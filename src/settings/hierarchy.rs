use std::collections::HashSet;
use std::sync::Arc;

use chrono::Utc;

use super::{OrganizationSettingsUpdate, TeamSettingsUpdate, UserSettingsUpdate};
use crate::catalog::{Catalog, ModelInfo};
use crate::error::{Error, Result};
use crate::secrets::CredentialResolver;
use crate::store::Store;
use crate::types::*;

/// Settings rows plus the override walk that turns them into
/// [`EffectiveSettings`].
pub struct SettingsHierarchy {
    store: Arc<dyn Store>,
    credentials: Arc<CredentialResolver>,
    catalog: Catalog,
}

/// Applies the organization → team → user override rules.
///
/// Team values apply only when the organization allows team customization,
/// and user values only when both the organization and (if present) the team
/// allow user customization. `available_models` and `available_providers`
/// are left for the caller to fill.
#[must_use]
pub fn merge_settings(
    org: &OrganizationSettings,
    team: Option<&TeamSettings>,
    user: &UserSettings,
) -> EffectiveSettings {
    let mut provider = org.provider.clone();
    let mut model = org.model.clone();
    let mut temperature = org.temperature;
    let mut max_tokens = org.max_tokens;
    let mut settings_source = SettingsSource::Org;

    if let Some(team) = team.filter(|_| org.allow_team_customization) {
        if let Some(value) = &team.provider {
            provider = value.clone();
            settings_source = SettingsSource::Team;
        }
        if let Some(value) = &team.model {
            model = value.clone();
            settings_source = SettingsSource::Team;
        }
        if let Some(value) = team.temperature {
            temperature = value;
        }
        if let Some(value) = team.max_tokens {
            max_tokens = Some(value);
        }
    }

    // The team's flag counts even when its values were vetoed above.
    let user_can_customize =
        org.allow_user_customization && team.is_none_or(|t| t.allow_user_customization);

    if user_can_customize {
        if let Some(value) = &user.preferred_provider {
            provider = value.clone();
            settings_source = SettingsSource::User;
        }
        if let Some(value) = &user.preferred_model {
            model = value.clone();
            settings_source = SettingsSource::User;
        }
        if let Some(value) = user.preferred_temperature {
            temperature = value;
        }
    }

    EffectiveSettings {
        provider,
        model,
        temperature,
        max_tokens,
        top_p: org.top_p,
        fallback_enabled: org.fallback_enabled,
        fallback_models: org.fallback_models.clone(),
        available_providers: org.enabled_providers.clone(),
        available_models: Vec::new(),
        can_change_model: user_can_customize,
        can_change_parameters: user_can_customize,
        per_request_selection_allowed: org.allow_per_request_selection,
        settings_source,
    }
}

fn disabled_models(org: &OrganizationSettings, team: Option<&TeamSettings>) -> HashSet<String> {
    org.disabled_models
        .iter()
        .chain(team.map(|t| t.disabled_models.iter()).into_iter().flatten())
        .cloned()
        .collect()
}

impl SettingsHierarchy {
    pub fn new(store: Arc<dyn Store>, credentials: Arc<CredentialResolver>, catalog: Catalog) -> Self {
        Self {
            store,
            credentials,
            catalog,
        }
    }

    #[must_use]
    pub fn catalog(&self) -> &Catalog {
        &self.catalog
    }

    pub(super) fn store(&self) -> &dyn Store {
        self.store.as_ref()
    }

    pub(super) fn credentials(&self) -> &CredentialResolver {
        &self.credentials
    }

    // Row lifecycle

    /// Returns the organization's settings, creating the default row first
    /// if there is none.
    pub fn ensure_org_settings(&self, organization_id: &str) -> Result<OrganizationSettings> {
        self.store
            .ensure_org_settings(&OrganizationSettings::with_defaults(organization_id))
    }

    pub fn ensure_team_settings(&self, team_id: &str) -> Result<TeamSettings> {
        self.store
            .ensure_team_settings(&TeamSettings::with_defaults(team_id))
    }

    pub fn ensure_user_settings(&self, user_id: &str) -> Result<UserSettings> {
        self.store
            .ensure_user_settings(&UserSettings::with_defaults(user_id))
    }

    pub fn update_org_settings(
        &self,
        organization_id: &str,
        update: OrganizationSettingsUpdate,
    ) -> Result<OrganizationSettings> {
        update.validate()?;
        let mut update = Some(update);
        let mut changed = false;
        let settings = self.store.modify_org_settings(
            &OrganizationSettings::with_defaults(organization_id),
            &mut |settings| {
                changed = update.take().is_some_and(|u| u.apply(settings));
                if changed {
                    settings.updated_at = Utc::now();
                }
                changed
            },
        )?;
        if changed {
            tracing::info!("Updated LLM settings for organization {organization_id}");
        }
        Ok(settings)
    }

    /// Updates a team's overrides. Fails with
    /// [`Error::CustomizationDisabled`] while the organization does not allow
    /// team customization.
    pub fn update_team_settings(
        &self,
        organization_id: &str,
        team_id: &str,
        update: TeamSettingsUpdate,
    ) -> Result<TeamSettings> {
        let org = self.ensure_org_settings(organization_id)?;
        if !org.allow_team_customization {
            return Err(Error::CustomizationDisabled(
                "organization does not allow team customization".to_string(),
            ));
        }

        update.validate()?;
        let mut update = Some(update);
        let mut changed = false;
        let settings = self.store.modify_team_settings(
            &TeamSettings::with_defaults(team_id),
            &mut |settings| {
                changed = update.take().is_some_and(|u| u.apply(settings));
                if changed {
                    settings.updated_at = Utc::now();
                }
                changed
            },
        )?;
        if changed {
            tracing::info!("Updated LLM settings for team {team_id}");
        }
        Ok(settings)
    }

    pub fn update_user_settings(
        &self,
        user_id: &str,
        update: UserSettingsUpdate,
    ) -> Result<UserSettings> {
        update.validate()?;
        let mut update = Some(update);
        let mut changed = false;
        let settings = self.store.modify_user_settings(
            &UserSettings::with_defaults(user_id),
            &mut |settings| {
                changed = update.take().is_some_and(|u| u.apply(settings));
                if changed {
                    settings.updated_at = Utc::now();
                }
                changed
            },
        )?;
        if changed {
            tracing::info!("Updated LLM preferences for user {user_id}");
        }
        Ok(settings)
    }

    // Resolution

    /// Built-in models of the enabled providers plus in-scope custom models,
    /// minus the organization's and team's disabled models.
    pub fn available_models(
        &self,
        organization_id: &str,
        team_id: Option<&str>,
    ) -> Result<Vec<ModelInfo>> {
        let org = self.ensure_org_settings(organization_id)?;
        let team = team_id.map(|id| self.ensure_team_settings(id)).transpose()?;
        let custom = self.store.list_custom_providers(organization_id, team_id)?;

        Ok(self.catalog.available_models(
            &org.enabled_providers,
            &custom,
            &disabled_models(&org, team.as_ref()),
        ))
    }

    pub fn compute_effective(
        &self,
        user_id: &str,
        organization_id: &str,
        team_id: Option<&str>,
    ) -> Result<EffectiveSettings> {
        let org = self.ensure_org_settings(organization_id)?;
        let team = team_id.map(|id| self.ensure_team_settings(id)).transpose()?;
        let user = self.ensure_user_settings(user_id)?;
        let custom = self.store.list_custom_providers(organization_id, team_id)?;

        let mut effective = merge_settings(&org, team.as_ref(), &user);
        effective.available_models = self.catalog.available_models(
            &org.enabled_providers,
            &custom,
            &disabled_models(&org, team.as_ref()),
        );
        if !custom.is_empty()
            && !effective
                .available_providers
                .iter()
                .any(|p| p == CUSTOM_PROVIDER)
        {
            effective.available_providers.push(CUSTOM_PROVIDER.to_string());
        }

        Ok(effective)
    }

    /// The provider, model and parameters for one model invocation.
    ///
    /// Without a user, the organization's defaults. With one, the effective
    /// settings, then `overrides` when per-request selection is allowed.
    pub fn select_for_request(
        &self,
        organization_id: &str,
        team_id: Option<&str>,
        user_id: Option<&str>,
        overrides: RequestOverrides,
    ) -> Result<ModelSelection> {
        let Some(user_id) = user_id else {
            let org = self.ensure_org_settings(organization_id)?;
            return Ok(ModelSelection {
                provider: org.provider,
                model: org.model,
                temperature: org.temperature,
                max_tokens: org.max_tokens,
            });
        };

        let effective = self.compute_effective(user_id, organization_id, team_id)?;
        let mut selection = ModelSelection {
            provider: effective.provider,
            model: effective.model,
            temperature: effective.temperature,
            max_tokens: effective.max_tokens,
        };

        if effective.per_request_selection_allowed {
            if let Some(provider) = overrides.provider {
                selection.provider = provider;
            }
            if let Some(model) = overrides.model {
                selection.model = model;
            }
            if let Some(temperature) = overrides.temperature {
                selection.temperature = temperature;
            }
        }

        Ok(selection)
    }

    /// Credential for calling `model` on `provider` in the given scope.
    ///
    /// Built-in providers use the team → org → environment chain. For
    /// `custom`, the key of the first in-scope custom provider serving the
    /// model; there is no environment fallback.
    pub fn resolve_for_model(
        &self,
        provider: &str,
        model: &str,
        organization_id: &str,
        team_id: Option<&str>,
    ) -> Result<Option<String>> {
        if let Some(provider) = Provider::parse(provider) {
            return self
                .credentials
                .resolve_credential(provider, organization_id, team_id);
        }

        if provider != CUSTOM_PROVIDER {
            tracing::debug!("No credential source for unknown provider {provider}");
            return Ok(None);
        }

        for custom in self.store.list_custom_providers(organization_id, team_id)? {
            if custom.serves_model(model) {
                return self
                    .credentials
                    .get_custom_provider_key(&custom.id, organization_id);
            }
        }

        Ok(None)
    }

    /// Effective settings together with the credential for the resolved
    /// provider.
    pub fn resolve(
        &self,
        user_id: &str,
        organization_id: &str,
        team_id: Option<&str>,
    ) -> Result<Resolution> {
        let settings = self.compute_effective(user_id, organization_id, team_id)?;
        let credential =
            self.resolve_for_model(&settings.provider, &settings.model, organization_id, team_id)?;
        Ok(Resolution {
            settings,
            credential,
        })
    }
}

_Prompt_: Using the entries above, copy out all lines that contain the string "crate".

_Task response_:
use crate::catalog::{Catalog, ModelInfo};
use crate::error::{Error, Result};
use crate::secrets::CredentialResolver;
use crate::store::Store;
use crate::types::*;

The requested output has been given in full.